Dr. Vieweg: Are your DCs migratory?

Dr. Ernstoff: We haven't looked at the migratory nature of the DC population that we used to treat patients. We have looked at both DC phenotype and cross-presentation, so we know that there is up-regulation of CD83 and other costimulatory molecules and that the DCs are able to cross-present antigen in vitro.

Dr. Atkins: Do the DCs need to migrate if you are injecting them into the nodes?

Dr. Vieweg: Other studies suggest that (CD40L) activated DCs that are not migratory can cause tolerance.

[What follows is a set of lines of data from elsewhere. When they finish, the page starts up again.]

//! Key feed abstraction.
//!
//! A key feed is an ordered, replayable, at-least-once log of
//! `(key id, key material)` records. Readers over such logs keep a stateful
//! cursor that must never be driven from two threads at once, so:
//!
//! - [`KeyFeed::drain`] takes `&mut self`
//! - [`KeyFeedReader`] owns the feed behind a `Mutex` held for the whole drain
//!   and is neither `Clone` nor `Copy`
//!
//! # Drain Semantics
//!
//! Every implementation waits up to `max_wait` for the first record, then
//! collects whatever else is immediately available and returns. A drain
//! never runs past `max_wait` and never returns more than its record cap,
//! however fast records arrive. An empty result is a normal outcome;
//! [`FeedError`] is reserved for infrastructure failure.

use crate::error::FeedError;
use std::fmt;
use std::sync::mpsc::{self, Receiver, RecvTimeoutError, Sender, TryRecvError};
use std::sync::{Mutex, PoisonError};
use std::time::{Duration, Instant};
use tracing::instrument;

/// Default cap on records returned by one drain.
pub const DEFAULT_MAX_DRAIN_RECORDS: usize = 500;

/// A single record read from the key feed.
#[derive(Clone, PartialEq, Eq)]
pub struct FeedRecord {
    /// Key id the record publishes.
    pub key_id: String,

    /// Raw key material, decoded by [`crate::keys::decode_public_key`].
    pub value: Vec<u8>,
}

impl FeedRecord {
    /// Create a record.
    #[must_use]
    pub fn new(key_id: impl Into<String>, value: impl Into<Vec<u8>>) -> Self {
        Self {
            key_id: key_id.into(),
            value: value.into(),
        }
    }
}

impl fmt::Debug for FeedRecord {
    fn fmt(&self, f: &mut fmt::Formatter<'_>) -> fmt::Result {
        f.debug_struct("FeedRecord")
            .field("key_id", &self.key_id)
            .field("value_len", &self.value.len())
            .finish()
    }
}

/// A single-reader cursor over the key feed.
pub trait KeyFeed: Send {
    /// Return the records that become available within `max_wait`.
    ///
    /// Advances the cursor past exactly the records returned. Records not
    /// returned because of the deadline or the record cap stay on the feed
    /// for the next drain.
    ///
    /// # Errors
    ///
    /// Returns `FeedError::Unavailable` when the feed cannot be read at all.
    fn drain(&mut self, max_wait: Duration) -> Result<Vec<FeedRecord>, FeedError>;
}

/// Exclusive handle around a [`KeyFeed`].
///
/// The lock spans the entire drain, so at most one drain is in flight per
/// reader regardless of how many threads share the owner.
pub struct KeyFeedReader {
    feed: Mutex<Box<dyn KeyFeed>>,
}

impl KeyFeedReader {
    /// Take ownership of a feed.
    #[must_use]
    pub fn new<F>(feed: F) -> Self
    where
        F: KeyFeed + 'static,
    {
        Self {
            feed: Mutex::new(Box::new(feed)),
        }
    }

    /// Lock the feed for the duration of the returned guard.
    ///
    /// Callers that need to do work atomically with respect to other drains
    /// (check cache, drain, insert) hold the guard across all of it.
    pub fn lock(&self) -> FeedGuard<'_> {
        // A panic inside a previous drain leaves the cursor where the feed
        // put it; recovering is no worse than the reader never having run.
        FeedGuard {
            feed: self.feed.lock().unwrap_or_else(PoisonError::into_inner),
        }
    }

    /// Drain the feed under the reader lock.
    ///
    /// # Errors
    ///
    /// Propagates the underlying feed's [`FeedError`].
    pub fn drain(&self, max_wait: Duration) -> Result<Vec<FeedRecord>, FeedError> {
        self.lock().drain(max_wait)
    }
}

impl fmt::Debug for KeyFeedReader {
    fn fmt(&self, f: &mut fmt::Formatter<'_>) -> fmt::Result {
        f.debug_struct("KeyFeedReader").finish_non_exhaustive()
    }
}

/// Proof of exclusive access to a [`KeyFeedReader`]'s feed.
pub struct FeedGuard<'a> {
    feed: std::sync::MutexGuard<'a, Box<dyn KeyFeed>>,
}

impl FeedGuard<'_> {
    /// Drain the locked feed.
    ///
    /// # Errors
    ///
    /// Propagates the underlying feed's [`FeedError`].
    #[instrument(skip(self), target = "verifier.feed")]
    pub fn drain(&mut self, max_wait: Duration) -> Result<Vec<FeedRecord>, FeedError> {
        self.feed.drain(max_wait)
    }
}

// =============================================================================
// In-memory feed
// =============================================================================

/// In-process key feed backed by an unbounded channel.
///
/// Useful for embedding the verifier next to the component that mints keys,
/// and for tests. Records published through [`MemoryFeedPublisher`] are
/// delivered exactly once, in publish order.
pub struct MemoryKeyFeed {
    receiver: Receiver<FeedRecord>,
    max_records: usize,
}

/// Producer side of a [`MemoryKeyFeed`]. Cheap to clone.
#[derive(Clone)]
pub struct MemoryFeedPublisher {
    sender: Sender<FeedRecord>,
}

impl MemoryKeyFeed {
    /// Create a feed and its publisher.
    #[must_use]
    pub fn channel() -> (MemoryFeedPublisher, MemoryKeyFeed) {
        let (sender, receiver) = mpsc::channel();
        (
            MemoryFeedPublisher { sender },
            MemoryKeyFeed {
                receiver,
                max_records: DEFAULT_MAX_DRAIN_RECORDS,
            },
        )
    }

    /// Cap the number of records a single drain returns. Zero is clamped to one.
    #[must_use]
    pub fn with_max_records(mut self, max_records: usize) -> Self {
        self.max_records = max_records.max(1);
        self
    }
}

impl MemoryFeedPublisher {
    /// Publish a record.
    ///
    /// # Errors
    ///
    /// Returns `FeedError::Unavailable` if the feed has been dropped.
    pub fn publish(&self, record: FeedRecord) -> Result<(), FeedError> {
        self.sender
            .send(record)
            .map_err(|_| FeedError::Unavailable("memory feed reader dropped".to_string()))
    }

    /// Publish a key id and its base64 SPKI encoding.
    ///
    /// # Errors
    ///
    /// Returns `FeedError::Unavailable` if the feed has been dropped.
    pub fn publish_key(&self, key_id: &str, spki_b64: &str) -> Result<(), FeedError> {
        self.publish(FeedRecord::new(key_id, spki_b64.as_bytes()))
    }
}

impl KeyFeed for MemoryKeyFeed {
    fn drain(&mut self, max_wait: Duration) -> Result<Vec<FeedRecord>, FeedError> {
        let deadline = Instant::now() + max_wait;
        let mut records = Vec::new();

        // Block for the first record only
        match self
            .receiver
            .recv_timeout(deadline.saturating_duration_since(Instant::now()))
        {
            Ok(record) => records.push(record),
            Err(RecvTimeoutError::Timeout) => return Ok(records),
            Err(RecvTimeoutError::Disconnected) => {
                return Err(FeedError::Unavailable(
                    "memory feed publisher dropped".to_string(),
                ))
            }
        }

        while records.len() < self.max_records && Instant::now() < deadline {
            match self.receiver.try_recv() {
                Ok(record) => records.push(record),
                Err(TryRecvError::Empty | TryRecvError::Disconnected) => break,
            }
        }

        tracing::debug!(
            target: "verifier.feed",
            record_count = records.len(),
            "Drained in-memory key feed"
        );

        Ok(records)
    }
}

Dr. Atkins: Is there potentially a selection bias in your study that comes from detecting recurrence early in these patients or is the patient population enrolled in this study mostly the typical population referred in with metastatic disease?

Dr. Ernstoff: Our referral pattern is such that these patients are representative of the everyday metastatic renal cell patient. Approximately half of the patients have metastatic disease at presentation and have a nephrectomy as standard of care. The others are frequently followed up in the community and sent to us only when their disease recurs.

Dr. Sosman: How durable is your treatment response?

Dr. Ernstoff: The two complete responders continue to be in complete response. The longest response is now about 18 or 19 months. Of the four partial response patients, two continue with partial response with no further therapy, probably about 10 or 11 months out, and two have progressed about that time and gone on to antivascular endothelial growth factor therapy.